Stored items:

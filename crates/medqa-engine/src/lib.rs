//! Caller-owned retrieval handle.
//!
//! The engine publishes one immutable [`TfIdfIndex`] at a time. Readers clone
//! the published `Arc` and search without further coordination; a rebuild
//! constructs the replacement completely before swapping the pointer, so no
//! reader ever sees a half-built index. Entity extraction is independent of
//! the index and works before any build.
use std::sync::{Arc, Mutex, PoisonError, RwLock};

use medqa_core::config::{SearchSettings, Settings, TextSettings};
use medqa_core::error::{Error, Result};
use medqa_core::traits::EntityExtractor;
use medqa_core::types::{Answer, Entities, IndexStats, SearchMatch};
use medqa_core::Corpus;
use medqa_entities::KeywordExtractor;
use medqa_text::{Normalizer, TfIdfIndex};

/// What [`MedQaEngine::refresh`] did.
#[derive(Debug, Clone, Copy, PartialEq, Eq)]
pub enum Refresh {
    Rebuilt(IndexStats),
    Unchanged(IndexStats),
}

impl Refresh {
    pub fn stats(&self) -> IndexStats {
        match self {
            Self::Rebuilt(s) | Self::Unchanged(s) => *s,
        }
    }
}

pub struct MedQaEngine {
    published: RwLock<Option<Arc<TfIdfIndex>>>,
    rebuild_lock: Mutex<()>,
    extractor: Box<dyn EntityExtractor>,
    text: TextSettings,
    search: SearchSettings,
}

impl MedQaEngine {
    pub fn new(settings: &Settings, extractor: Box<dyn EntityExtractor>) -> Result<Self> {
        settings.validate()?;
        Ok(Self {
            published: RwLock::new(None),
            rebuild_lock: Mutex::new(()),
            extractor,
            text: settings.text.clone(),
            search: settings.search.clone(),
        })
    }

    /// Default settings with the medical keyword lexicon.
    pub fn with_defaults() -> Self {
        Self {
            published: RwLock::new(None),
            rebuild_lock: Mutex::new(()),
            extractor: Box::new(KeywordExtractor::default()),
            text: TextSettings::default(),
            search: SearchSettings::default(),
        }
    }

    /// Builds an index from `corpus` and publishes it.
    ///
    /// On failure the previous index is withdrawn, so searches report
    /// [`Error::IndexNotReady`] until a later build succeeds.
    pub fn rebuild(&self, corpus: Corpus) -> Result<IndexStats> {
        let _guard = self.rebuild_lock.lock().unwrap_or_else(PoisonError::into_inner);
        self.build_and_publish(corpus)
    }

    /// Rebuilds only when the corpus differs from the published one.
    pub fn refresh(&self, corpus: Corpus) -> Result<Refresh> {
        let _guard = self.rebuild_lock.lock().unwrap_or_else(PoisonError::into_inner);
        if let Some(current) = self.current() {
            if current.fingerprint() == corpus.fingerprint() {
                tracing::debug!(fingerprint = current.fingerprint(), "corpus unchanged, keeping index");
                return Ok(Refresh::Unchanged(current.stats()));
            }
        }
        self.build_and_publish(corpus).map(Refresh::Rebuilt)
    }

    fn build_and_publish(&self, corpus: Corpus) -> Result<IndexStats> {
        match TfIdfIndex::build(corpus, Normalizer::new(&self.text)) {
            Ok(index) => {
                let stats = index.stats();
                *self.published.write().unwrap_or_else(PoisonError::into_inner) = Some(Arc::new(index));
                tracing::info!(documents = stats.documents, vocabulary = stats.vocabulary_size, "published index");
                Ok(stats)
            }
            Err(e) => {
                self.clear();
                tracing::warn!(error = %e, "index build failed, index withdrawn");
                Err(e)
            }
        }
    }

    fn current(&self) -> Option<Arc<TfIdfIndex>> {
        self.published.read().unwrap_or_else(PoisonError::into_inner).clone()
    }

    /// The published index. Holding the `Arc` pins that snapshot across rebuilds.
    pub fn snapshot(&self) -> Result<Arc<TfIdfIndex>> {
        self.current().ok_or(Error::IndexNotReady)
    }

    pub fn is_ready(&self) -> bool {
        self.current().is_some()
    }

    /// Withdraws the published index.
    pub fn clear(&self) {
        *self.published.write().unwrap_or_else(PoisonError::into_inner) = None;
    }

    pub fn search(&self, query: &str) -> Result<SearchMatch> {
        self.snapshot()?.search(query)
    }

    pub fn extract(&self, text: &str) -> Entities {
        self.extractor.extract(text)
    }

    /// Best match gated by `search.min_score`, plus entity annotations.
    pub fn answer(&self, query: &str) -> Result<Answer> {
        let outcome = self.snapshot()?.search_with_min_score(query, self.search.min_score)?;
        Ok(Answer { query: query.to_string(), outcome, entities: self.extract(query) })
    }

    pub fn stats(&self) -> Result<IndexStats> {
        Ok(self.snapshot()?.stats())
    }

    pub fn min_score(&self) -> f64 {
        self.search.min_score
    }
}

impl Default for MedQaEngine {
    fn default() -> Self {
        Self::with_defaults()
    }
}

Your instructions
For each line of the data that includes the word "EntityExtractor", return a copy of it.

Answer for this exercise
use medqa_core::traits::EntityExtractor;
    extractor: Box<dyn EntityExtractor>,
    pub fn new(settings: &Settings, extractor: Box<dyn EntityExtractor>) -> Result<Self> {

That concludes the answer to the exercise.